Many drivers in Pennsylvania have purchased a car and found that not everything worked right. A Virginia couple who purchased a car with self-driving capabilities ended up with nightmarish results. The owners are now suing the car manufacturer.
The couple spent more than $100,000 for a new electric vehicle. It was advertised as having two auto driving features. The first feature claimed that the car could be moved while the operator was outside the car. With the key or phone app, the driver could move the car from the garage to the driveway. This was referred to as Summons. A parking assist feature, or Autopark, claimed that the car could be parked remotely.
The drivers paid an extra $3,000 for these features, referred to collectively by the company as Full Self-Driving Capability. However, when attempting to use Autopark, the vehicle crashed into their home. After repairs were made, the owner attempted to use the parking feature again only to have the vehicle strike a garage wall. After the second mishap, the company refused to repair the vehicle.
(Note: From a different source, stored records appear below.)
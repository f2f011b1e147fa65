//! Top-level entry points: domain-dispatching wrappers around the
//! `ethereum` and `substrate-trie` verifiers, plus the convenience
//! [`verify_merkle_proof`] for callers carrying a [`common::MerkleProof`]
//! end to end.

use common::{Domain, MerkleProof, ProofOutput};

pub use trie_core::TrieError as VerifyError;

/// Verifies `keys` against an Ethereum state-trie proof rooted at `root`.
pub fn verify_ethereum_proof(
    root: [u8; 32],
    proof: &[Vec<u8>],
    keys: &[Vec<u8>],
) -> Result<Vec<Vec<u8>>, VerifyError> {
    ethereum::verify_proof(root, proof, keys)
}

/// Verifies `keys` against a Substrate state-trie proof rooted at `root`.
pub fn verify_substrate_proof(
    root: [u8; 32],
    proof: &[Vec<u8>],
    keys: &[Vec<u8>],
) -> Result<Vec<Vec<u8>>, VerifyError> {
    substrate_trie::verify_proof(root, proof, keys)
}

/// Verifies `keys` against a Substrate default child trie named by
/// `child_info`, whose root is itself proven inside the parent trie
/// rooted at `root`.
pub fn read_child_proof_check(
    root: [u8; 32],
    proof: &[Vec<u8>],
    keys: &[Vec<u8>],
    child_info: &[u8],
) -> Result<Vec<Vec<u8>>, VerifyError> {
    substrate_trie::read_child_proof_check(root, proof, keys, child_info)
}

/// Dispatches on `proof.domain` and returns the committed root/keys/values.
pub fn verify_merkle_proof(proof: MerkleProof) -> Result<ProofOutput, VerifyError> {
    let values = match proof.domain {
        Domain::Ethereum => verify_ethereum_proof(proof.root, &proof.proof, &proof.keys)?,
        Domain::Substrate => verify_substrate_proof(proof.root, &proof.proof, &proof.keys)?,
    };
    Ok(ProofOutput {
        domain: proof.domain,
        root: proof.root,
        keys: proof.keys,
        values,
    })
}

#[cfg(test)]
mod tests {
    use super::*;

    #[test]
    fn dispatches_ethereum_and_reports_missing_root() {
        let err = verify_ethereum_proof([0xab; 32], &[], &[b"x".to_vec()]).unwrap_err();
        assert_eq!(err, VerifyError::MissingNode { hash: [0xab; 32] });
    }

    #[test]
    fn dispatches_substrate_and_reports_missing_root() {
        let err = verify_substrate_proof([0xcd; 32], &[], &[b"x".to_vec()]).unwrap_err();
        assert_eq!(err, VerifyError::MissingNode { hash: [0xcd; 32] });
    }
}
The car owners are suing under several legal theories. They are claiming breach of warranty, fraud, breach of contract and the Virginia Lemon Law. Under a lemon law, a manufacturer is normally given one or more attempts to repair a defect. If it fails to do so, it must buy the vehicle back.
A new motor vehicle is a substantial investment for a consumer. The consumer has reasonable expectation that the vehicle will operate as advertised. Normally a dealer is willing to correct a defect and make the owner whole. When the seller or manufacturer refuses to do so, there are consumer protection laws at the car owner's disposal.